Recorded data Start Marker

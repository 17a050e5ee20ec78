//! Objects as far as combat cares: weapons, armor, money and corpses.

use serde::{Deserialize, Serialize};

use crate::attack::HitKind;
use crate::ids::{CharId, ObjId, RoomId};

/// Equipment slots.
#[derive(Debug, Clone, Copy, PartialEq, Eq, PartialOrd, Ord, Hash, Serialize, Deserialize)]
#[allow(missing_docs)]
pub enum WearSlot {
    Wield,
    Shield,
    Head,
    Neck,
    Body,
    Arms,
    Hands,
    Legs,
    Feet,
}

/// Armor materials. Only rigid metal plate can be crunched by smiting weapons.
#[derive(
    Debug, Clone, Copy, PartialEq, Eq, PartialOrd, Ord, Hash, Serialize, Deserialize, Default,
)]
pub enum Material {
    /// Cloth.
    #[default]
    Cloth,
    /// Leather.
    Leather,
    /// Chain mail.
    Chain,
    /// Rigid metal plate.
    Plate,
    /// Mithril.
    Mithril,
}

/// Weapon statistics.
#[derive(Debug, Clone, Copy, PartialEq, Eq, Hash, Serialize, Deserialize)]
pub struct WeaponStats {
    /// Base damage.
    pub damage: i32,
    /// Weapon type code; see [`HitKind::from_weapon_type`].
    pub weapon_type: u8,
    /// Bulk; 4 or less is a one-handed weapon.
    pub bulk: i32,
    /// Strikes incorporeal beings with the wielder's will.
    pub spirit_bane: bool,
}

impl WeaponStats {
    /// Hit kind this weapon produces.
    #[must_use]
    pub const fn hit_kind(&self) -> HitKind {
        HitKind::from_weapon_type(self.weapon_type)
    }
}

/// Armor statistics.
#[derive(Debug, Clone, Copy, PartialEq, Eq, Hash, Serialize, Deserialize)]
pub struct ArmorStats {
    /// Flat damage removed before the percentage.
    pub min_absorb: i32,
    /// Percentage of the remaining damage absorbed.
    pub absorb: i32,
    /// Material.
    pub material: Material,
}

/// Corpse bookkeeping.
#[derive(Debug, Clone, PartialEq, Eq, Hash, Serialize, Deserialize)]
pub struct CorpseData {
    /// Decay countdown.
    pub decay: i32,
    /// NPC virtual number, or the negated player id.
    pub owner: i64,
    /// Condition word, e.g. "slashed".
    pub condition: String,
    /// Level of the deceased.
    pub level: i32,
}

/// What an object is.
#[derive(Debug, Clone, PartialEq, Eq, Hash, Serialize, Deserialize)]
pub enum ObjectKind {
    /// Weapon.
    Weapon(WeaponStats),
    /// Armor or shield.
    Armor(ArmorStats),
    /// A pile of coins.
    Money(i32),
    /// A corpse.
    Corpse(CorpseData),
    /// Anything else.
    Trinket,
}

/// Where an object is.
#[derive(Debug, Clone, Copy, PartialEq, Eq, Hash, Serialize, Deserialize, Default)]
pub enum ObjectLocation {
    /// Nowhere (extracted or being created).
    #[default]
    Nowhere,
    /// On the floor of a room.
    Room(RoomId),
    /// In a character's inventory.
    Carried(CharId),
    /// Worn or wielded.
    Worn(CharId, WearSlot),
    /// Inside another object.
    Inside(ObjId),
}

/// An object.
#[derive(Debug, Clone, PartialEq, Eq, Hash, Serialize, Deserialize)]
pub struct Object {
    /// Id.
    pub id: ObjId,
    /// Keywords.
    pub name: String,
    /// Short description ("a long sword").
    pub short: String,
    /// Room description.
    pub description: String,
    /// Kind and statistics.
    pub kind: ObjectKind,
    /// Location.
    pub location: ObjectLocation,
    /// Weight.
    pub weight: i32,
    /// Contained objects.
    pub contents: Vec<ObjId>,
}

impl Object {
    /// New object; the id is assigned when added to the world.
    #[must_use]
    pub fn new(name: &str, short: &str, kind: ObjectKind) -> Self {
        Self {
            id: ObjId::default(),
            name: name.to_string(),
            short: short.to_string(),
            description: String::new(),
            kind,
            location: ObjectLocation::Nowhere,
            weight: 1,
            contents: Vec::new(),
        }
    }

    /// Weapon with the given statistics.
    #[must_use]
    pub fn weapon(name: &str, short: &str, stats: WeaponStats) -> Self {
        Self::new(name, short, ObjectKind::Weapon(stats))
    }

    /// Armor with the given statistics.
    #[must_use]
    pub fn armor(name: &str, short: &str, stats: ArmorStats) -> Self {
        Self::new(name, short, ObjectKind::Armor(stats))
    }

    /// A pile of coins.
    #[must_use]
    pub fn money(amount: i32) -> Self {
        let short = if amount == 1 {
            "a gold coin".to_string()
        } else {
            format!("{amount} gold coins")
        };
        Self::new("coins gold", &short, ObjectKind::Money(amount))
    }

    /// Weapon statistics, if a weapon.
    #[must_use]
    pub fn weapon_stats(&self) -> Option<WeaponStats> {
        match self.kind {
            ObjectKind::Weapon(stats) => Some(stats),
            _ => None,
        }
    }

    /// Armor statistics, if armor.
    #[must_use]
    pub fn armor_stats(&self) -> Option<ArmorStats> {
        match self.kind {
            ObjectKind::Armor(stats) => Some(stats),
            _ => None,
        }
    }

    /// Corpse data, if a corpse.
    #[must_use]
    pub fn corpse(&self) -> Option<&CorpseData> {
        match &self.kind {
            ObjectKind::Corpse(data) => Some(data),
            _ => None,
        }
    }
}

Recorded data End Marker

→ Prompt:
The word to find is "gold". Copy every line of the records that holds it.

→ Written solution:
            "a gold coin".to_string()
            format!("{amount} gold coins")
        Self::new("coins gold", &short, ObjectKind::Money(amount))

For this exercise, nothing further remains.